Reconstruction of Lower Extremity Defects Using the Serratus Anterior Free Flap: A Systematic Review and Retrospective Case Series

Aneesh Karir
1   Faculty of Medicine, University of Ottawa, Ottawa, Ontario, Canada
,
Michael J. Stein
2   Division of Plastic and Reconstructive Surgery, University of Ottawa, Ottawa, Ontario, Canada
,
Sarah Shiga
2   Division of Plastic and Reconstructive Surgery, University of Ottawa, Ottawa, Ontario, Canada
,
Jing Zhang
2   Division of Plastic and Reconstructive Surgery, University of Ottawa, Ottawa, Ontario, Canada
› Author Affiliations
Funding None.
Further Information

Publication History

23 March 2019

20 August 2019

Publication Date:
25 September 2019 (online)

Abstract

Background Free tissue transfer is the most common modality for distal third lower extremity reconstruction, yet complication rates remain high. The serratus anterior muscle free flap, which can be harvested alone or as a chimeric flap, is a robust and reliable option that remains the primary modality for distal third lower extremity defects at our institution. The objective of this study was to perform a systematic review of lower extremity reconstruction with the serratus anterior free flap and provide a retrospective review of cases at our institution.

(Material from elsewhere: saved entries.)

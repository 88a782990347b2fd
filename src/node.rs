//! Position-tagged document nodes, as produced by the document adapter.

use std::fmt;
use std::sync::Arc;

#[derive(Debug, Clone, PartialEq)]
pub struct Node {
    pub kind: NodeKind,
    pub mark: Mark,
}

#[derive(Debug, Clone, PartialEq)]
pub enum NodeKind {
    Scalar(Scalar),
    Sequence(Vec<Node>),
    /// Entries in document order; duplicate keys are kept here.
    Mapping(Vec<(Node, Node)>),
}

/// A resolved scalar plus the text it was read from.
#[derive(Debug, Clone, PartialEq)]
pub struct Scalar {
    pub value: ScalarValue,
    pub text: String,
}

#[derive(Debug, Clone, PartialEq)]
pub enum ScalarValue {
    Null,
    Bool(bool),
    Int(i64),
    Float(f64),
    Str(String),
}

/// Source position. `line` and `column` are 1-based; 0 means "not from a document".
#[derive(Debug, Clone, PartialEq, Eq)]
pub struct Mark {
    pub source: Arc<str>,
    pub line: usize,
    pub column: usize,
}

// ————————————————————————————————————————————————————————————————————————————
// IMPLEMENTATION
// ————————————————————————————————————————————————————————————————————————————

impl Node {
    pub fn new(kind: NodeKind, mark: Mark) -> Self {
        Self { kind, mark }
    }

    pub fn scalar(value: ScalarValue, text: impl Into<String>, mark: Mark) -> Self {
        Self::new(NodeKind::Scalar(Scalar { value, text: text.into() }), mark)
    }

    /// Short kind label used in "... found" diagnostics.
    pub fn kind_name(&self) -> &'static str {
        match self.kind {
            NodeKind::Scalar(_) => "scalar",
            NodeKind::Sequence(_) => "sequence",
            NodeKind::Mapping(_) => "mapping",
        }
    }

    pub fn as_scalar(&self) -> Option<&Scalar> {
        match &self.kind {
            NodeKind::Scalar(s) => Some(s),
            _ => None,
        }
    }
}

impl Scalar {
    /// Rendering of the scalar in a "found" position: strings are quoted,
    /// null is `None` however it was written.
    pub fn describe(&self) -> String {
        match &self.value {
            ScalarValue::Str(s) => format!("'{}'", s.replace('\\', "\\\\").replace('\'', "\\'")),
            ScalarValue::Null => "None".to_string(),
            _ => self.text.clone(),
        }
    }
}

impl Mark {
    pub fn new(source: Arc<str>, line: usize, column: usize) -> Self {
        Self { source, line, column }
    }

    /// Mark for nodes built in memory (encoder output).
    pub fn detached() -> Self {
        Self { source: Arc::from("<value>"), line: 0, column: 0 }
    }
}

impl fmt::Display for Mark {
    fn fmt(&self, f: &mut fmt::Formatter<'_>) -> fmt::Result {
        write!(f, "in \"{}\", line {}, column {}", self.source, self.line, self.column)
    }
}

#[cfg(test)]
mod tests {
    use super::*;

    #[test]
    fn describes_string_scalars_quoted() {
        let mark = Mark::new(Arc::from("<unicode string>"), 1, 1);
        let node = Node::scalar(ScalarValue::Str("aaa".into()), "aaa", mark.clone());
        assert_eq!(node.as_scalar().map(Scalar::describe).as_deref(), Some("'aaa'"));

        let node = Node::scalar(ScalarValue::Int(12), "12", mark.clone());
        assert_eq!(node.as_scalar().map(Scalar::describe).as_deref(), Some("12"));
        assert_eq!(mark.to_string(), "in \"<unicode string>\", line 1, column 1");

        for text in ["", "~", "null"] {
            let node = Node::scalar(ScalarValue::Null, text, mark.clone());
            assert_eq!(node.as_scalar().map(Scalar::describe).as_deref(), Some("None"));
        }
    }
}
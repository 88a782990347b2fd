//! `Value` → `Node`: the inverse direction of the decoder. Nodes built here
//! carry detached marks.
//!
//! [`encode`] follows the value's own shape. [`Schema::encode`] also walks the
//! descriptor, so records come out in declared field order with absent fields
//! filled from their declared defaults.

use crate::document::resolve;
use crate::interp::Schema;
use crate::node::{Mark, Node, NodeKind, ScalarValue};
use crate::ty::{Prim, RecordTy, Ty};
use crate::value::{RecordValue, Value};

/// Shape-only encoding. Record fields are emitted in the value's own order.
pub fn encode(value: &Value) -> Node {
    let mark = Mark::detached();
    match value {
        Value::Null => Node::scalar(ScalarValue::Null, "null", mark),
        Value::Bool(b) => Node::scalar(ScalarValue::Bool(*b), b.to_string(), mark),
        Value::Int(i) => Node::scalar(ScalarValue::Int(*i), i.to_string(), mark),
        Value::Float(x) => Node::scalar(ScalarValue::Float(x.0), resolve::float_text(x.0), mark),
        Value::Str(s) => Node::scalar(ScalarValue::Str(s.clone()), s.clone(), mark),
        Value::List(xs) | Value::Tuple(xs) => {
            Node::new(NodeKind::Sequence(xs.iter().map(encode).collect()), mark)
        }
        Value::Set(xs) => Node::new(NodeKind::Sequence(xs.iter().map(encode).collect()), mark),
        Value::Map(m) => Node::new(
            NodeKind::Mapping(m.iter().map(|(k, v)| (encode(k), encode(v))).collect()),
            mark,
        ),
        Value::Record(r) => Node::new(
            NodeKind::Mapping(
                r.fields
                    .iter()
                    .map(|(name, v)| (encode(&Value::str(name.as_str())), encode(v)))
                    .collect(),
            ),
            mark,
        ),
    }
}

impl Schema {
    /// Encode `value` as the root descriptor describes it.
    pub fn encode(&self, value: &Value) -> Node {
        self.encode_as(&self.root, value)
    }

    /// Parts of `value` the descriptor does not describe fall back to
    /// [`encode`].
    pub fn encode_as(&self, ty: &Ty, value: &Value) -> Node {
        let seq = |items: Vec<Node>| Node::new(NodeKind::Sequence(items), Mark::detached());
        match (ty, value) {
            (Ty::Record(rec), Value::Record(r)) => self.encode_record(rec, r),
            (Ty::Unresolved(name), Value::Record(r)) => match self.record(name) {
                Some(rec) => self.encode_record(rec, r),
                None => encode(value),
            },
            (Ty::List(item) | Ty::Set(item) | Ty::VarTuple(item), Value::List(xs) | Value::Tuple(xs)) => {
                seq(xs.iter().map(|x| self.encode_as(item, x)).collect())
            }
            (Ty::List(item) | Ty::Set(item) | Ty::VarTuple(item), Value::Set(xs)) => {
                seq(xs.iter().map(|x| self.encode_as(item, x)).collect())
            }
            (Ty::Tuple(elems), Value::List(xs) | Value::Tuple(xs)) if elems.len() == xs.len() => {
                seq(elems.iter().zip(xs).map(|(t, x)| self.encode_as(t, x)).collect())
            }
            (Ty::Mapping { key, value: val }, Value::Map(m)) => Node::new(
                NodeKind::Mapping(
                    m.iter()
                        .map(|(k, v)| (self.encode_as(key, k), self.encode_as(val, v)))
                        .collect(),
                ),
                Mark::detached(),
            ),
            (Ty::Union(alts), _) => match alts.iter().find(|alt| self.fits(alt, value)) {
                Some(alt) => self.encode_as(alt, value),
                None => encode(value),
            },
            _ => encode(value),
        }
    }

    fn encode_record(&self, rec: &RecordTy, value: &RecordValue) -> Node {
        let mut entries = Vec::with_capacity(rec.fields.len());
        for field in &rec.fields {
            // undeclared keys are dropped; a field with neither value nor default is omitted
            let Some(v) = value.get(&field.name).or(field.default.as_ref()) else { continue };
            entries.push((encode(&Value::str(field.name.as_str())), self.encode_as(&field.ty, v)));
        }
        Node::new(NodeKind::Mapping(entries), Mark::detached())
    }

    /// Shallow shape check used to pick a union alternative for a value.
    fn fits(&self, ty: &Ty, value: &Value) -> bool {
        match (ty, value) {
            (Ty::Any, _) => true,
            (Ty::Primitive(p), v) => matches!(
                (p, v),
                (Prim::Null, Value::Null)
                    | (Prim::Bool, Value::Bool(_))
                    | (Prim::Int, Value::Int(_))
                    | (Prim::Float, Value::Float(_) | Value::Int(_))
                    | (Prim::Str, Value::Str(_))
            ),
            (Ty::List(_) | Ty::VarTuple(_), Value::List(_) | Value::Tuple(_)) => true,
            (Ty::Set(_), Value::Set(_) | Value::List(_)) => true,
            (Ty::Tuple(elems), Value::List(xs) | Value::Tuple(xs)) => elems.len() == xs.len(),
            (Ty::Mapping { .. }, Value::Map(_)) => true,
            (Ty::Record(rec), Value::Record(r)) => rec.name == r.name,
            (Ty::Unresolved(name), Value::Record(r)) => *name == r.name,
            (Ty::Union(alts), v) => alts.iter().any(|alt| self.fits(alt, v)),
            _ => false,
        }
    }
}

Methods A systematic review of the literature was conducted using PubMed, Embase, and Cochrane Library (PROSPERO CRD42018110692). Articles reporting reconstruction of lower extremity and foot defects using serratus anterior free flaps in adults were included. A retrospective cohort study of serratus anterior free flaps was then performed from 2012 to 2018 at our institution.

Results Thirty-seven articles meeting inclusion criteria provided data on 198 flaps: 125 (63%) serratus-only flaps and 73 (37%) chimeric flaps based on the subscapular axis. Among the serratus-only flaps, defects were primarily due to chronic wounds (51%) or acute infections (33%). Flap survival rate was 97%, and the major and minor complication rates were 5 and 9%, respectively. Of the 10 cases included in the case series, flap survival rate was 100%, there were no major complications, and the minor complication rate was 44%. The average time to flap healing was 95 days and average lower extremity functional scale score was 58/80 among five patients.

Conclusion Serratus anterior muscle free flaps are a versatile and reliable option for distal third lower extremity reconstruction.